## INPUT MATERIAL
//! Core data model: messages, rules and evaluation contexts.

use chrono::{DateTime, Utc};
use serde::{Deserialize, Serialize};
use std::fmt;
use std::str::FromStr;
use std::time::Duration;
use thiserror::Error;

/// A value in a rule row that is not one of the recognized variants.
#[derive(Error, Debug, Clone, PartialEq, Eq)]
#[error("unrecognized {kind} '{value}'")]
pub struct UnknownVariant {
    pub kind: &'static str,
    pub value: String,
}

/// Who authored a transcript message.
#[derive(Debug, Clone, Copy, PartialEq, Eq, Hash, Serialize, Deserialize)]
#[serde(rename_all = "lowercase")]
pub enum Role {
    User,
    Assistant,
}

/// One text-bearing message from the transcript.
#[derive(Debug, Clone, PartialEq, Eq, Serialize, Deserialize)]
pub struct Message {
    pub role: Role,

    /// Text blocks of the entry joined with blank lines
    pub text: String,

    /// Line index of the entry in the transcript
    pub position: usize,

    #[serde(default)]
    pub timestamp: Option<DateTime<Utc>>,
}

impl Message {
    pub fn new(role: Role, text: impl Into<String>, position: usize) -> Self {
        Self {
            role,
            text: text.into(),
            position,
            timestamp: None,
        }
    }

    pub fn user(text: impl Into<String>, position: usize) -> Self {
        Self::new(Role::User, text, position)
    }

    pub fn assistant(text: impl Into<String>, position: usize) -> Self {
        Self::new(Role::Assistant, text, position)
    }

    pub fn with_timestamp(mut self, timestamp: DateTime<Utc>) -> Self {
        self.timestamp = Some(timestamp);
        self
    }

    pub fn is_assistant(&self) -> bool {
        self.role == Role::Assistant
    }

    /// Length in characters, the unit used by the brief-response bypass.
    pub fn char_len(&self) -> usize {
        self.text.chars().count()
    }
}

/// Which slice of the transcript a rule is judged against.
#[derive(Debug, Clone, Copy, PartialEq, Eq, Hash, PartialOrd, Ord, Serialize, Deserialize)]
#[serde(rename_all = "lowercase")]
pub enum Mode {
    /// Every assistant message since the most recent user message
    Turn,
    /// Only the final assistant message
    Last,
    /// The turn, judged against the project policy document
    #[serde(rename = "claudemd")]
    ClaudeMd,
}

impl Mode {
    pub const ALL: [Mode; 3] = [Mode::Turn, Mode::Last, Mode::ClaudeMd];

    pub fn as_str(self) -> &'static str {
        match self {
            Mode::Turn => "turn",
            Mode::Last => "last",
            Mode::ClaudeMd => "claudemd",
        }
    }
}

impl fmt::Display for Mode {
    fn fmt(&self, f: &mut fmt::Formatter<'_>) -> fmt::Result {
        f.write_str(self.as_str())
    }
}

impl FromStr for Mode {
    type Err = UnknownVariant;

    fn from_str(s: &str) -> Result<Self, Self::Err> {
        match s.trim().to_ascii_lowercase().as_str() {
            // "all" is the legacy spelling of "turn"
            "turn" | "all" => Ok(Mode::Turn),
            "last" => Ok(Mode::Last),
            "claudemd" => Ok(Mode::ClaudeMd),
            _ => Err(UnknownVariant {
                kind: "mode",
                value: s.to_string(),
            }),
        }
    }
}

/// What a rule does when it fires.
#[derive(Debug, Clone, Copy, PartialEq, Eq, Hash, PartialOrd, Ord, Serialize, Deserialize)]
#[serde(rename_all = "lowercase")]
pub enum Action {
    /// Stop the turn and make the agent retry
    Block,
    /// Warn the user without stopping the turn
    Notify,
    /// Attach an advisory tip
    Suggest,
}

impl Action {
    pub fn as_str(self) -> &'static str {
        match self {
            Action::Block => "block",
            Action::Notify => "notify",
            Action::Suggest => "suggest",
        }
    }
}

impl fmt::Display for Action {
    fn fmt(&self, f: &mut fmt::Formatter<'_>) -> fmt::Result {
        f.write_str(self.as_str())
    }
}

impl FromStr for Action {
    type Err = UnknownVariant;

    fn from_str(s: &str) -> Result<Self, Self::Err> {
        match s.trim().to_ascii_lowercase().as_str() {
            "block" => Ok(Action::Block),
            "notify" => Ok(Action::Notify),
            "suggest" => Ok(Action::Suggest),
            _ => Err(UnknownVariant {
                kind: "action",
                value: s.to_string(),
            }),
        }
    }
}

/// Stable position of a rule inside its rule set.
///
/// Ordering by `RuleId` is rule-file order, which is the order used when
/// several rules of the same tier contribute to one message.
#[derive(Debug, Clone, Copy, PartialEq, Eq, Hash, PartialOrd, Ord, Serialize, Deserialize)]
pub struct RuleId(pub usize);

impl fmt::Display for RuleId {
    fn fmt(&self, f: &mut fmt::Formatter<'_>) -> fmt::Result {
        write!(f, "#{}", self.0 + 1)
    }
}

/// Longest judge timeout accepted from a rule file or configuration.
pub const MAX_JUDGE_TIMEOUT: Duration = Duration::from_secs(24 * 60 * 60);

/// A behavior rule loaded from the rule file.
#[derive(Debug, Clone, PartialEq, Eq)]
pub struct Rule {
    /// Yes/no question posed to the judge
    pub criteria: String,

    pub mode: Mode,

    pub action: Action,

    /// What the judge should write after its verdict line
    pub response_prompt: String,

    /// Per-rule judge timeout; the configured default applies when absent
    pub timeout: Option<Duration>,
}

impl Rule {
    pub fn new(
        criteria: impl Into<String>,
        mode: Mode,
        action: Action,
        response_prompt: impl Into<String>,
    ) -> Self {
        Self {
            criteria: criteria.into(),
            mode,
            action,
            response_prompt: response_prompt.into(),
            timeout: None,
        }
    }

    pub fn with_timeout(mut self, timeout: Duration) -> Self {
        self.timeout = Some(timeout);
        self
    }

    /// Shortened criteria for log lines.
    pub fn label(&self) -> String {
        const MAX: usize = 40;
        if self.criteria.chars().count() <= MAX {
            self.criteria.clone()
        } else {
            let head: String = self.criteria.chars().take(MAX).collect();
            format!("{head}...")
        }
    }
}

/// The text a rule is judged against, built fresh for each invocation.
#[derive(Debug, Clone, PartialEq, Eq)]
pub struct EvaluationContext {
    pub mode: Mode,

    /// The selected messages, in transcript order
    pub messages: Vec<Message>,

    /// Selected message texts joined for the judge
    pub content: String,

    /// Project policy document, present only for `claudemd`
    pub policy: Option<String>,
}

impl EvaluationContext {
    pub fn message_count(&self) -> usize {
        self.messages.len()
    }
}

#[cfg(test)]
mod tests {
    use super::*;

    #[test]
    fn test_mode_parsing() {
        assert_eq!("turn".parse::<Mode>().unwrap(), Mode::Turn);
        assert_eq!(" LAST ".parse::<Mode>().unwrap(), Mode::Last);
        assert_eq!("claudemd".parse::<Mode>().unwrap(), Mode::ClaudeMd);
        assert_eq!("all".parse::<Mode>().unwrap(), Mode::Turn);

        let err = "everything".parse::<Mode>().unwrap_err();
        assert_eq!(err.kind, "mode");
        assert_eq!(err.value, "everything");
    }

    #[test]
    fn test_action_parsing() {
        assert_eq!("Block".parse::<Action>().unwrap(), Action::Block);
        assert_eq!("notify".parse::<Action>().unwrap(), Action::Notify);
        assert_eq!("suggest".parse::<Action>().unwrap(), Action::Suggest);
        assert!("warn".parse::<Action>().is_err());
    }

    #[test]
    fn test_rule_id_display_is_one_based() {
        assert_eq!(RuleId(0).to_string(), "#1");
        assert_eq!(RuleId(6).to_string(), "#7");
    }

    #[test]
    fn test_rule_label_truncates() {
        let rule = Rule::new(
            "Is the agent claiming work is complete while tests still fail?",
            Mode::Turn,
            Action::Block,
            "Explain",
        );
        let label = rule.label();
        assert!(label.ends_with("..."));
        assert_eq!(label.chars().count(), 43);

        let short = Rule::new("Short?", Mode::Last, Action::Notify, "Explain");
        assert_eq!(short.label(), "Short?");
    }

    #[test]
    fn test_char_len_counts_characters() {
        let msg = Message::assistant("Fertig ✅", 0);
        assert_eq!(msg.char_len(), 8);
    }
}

## REQUIREMENT
Print the records verbatim, stopping after the "the recognized variants." line.

## TASK RESULT
//! Core data model: messages, rules and evaluation contexts.

use chrono::{DateTime, Utc};
use serde::{Deserialize, Serialize};
use std::fmt;
use std::str::FromStr;
use std::time::Duration;
use thiserror::Error;

/// A value in a rule row that is not one of the recognized variants.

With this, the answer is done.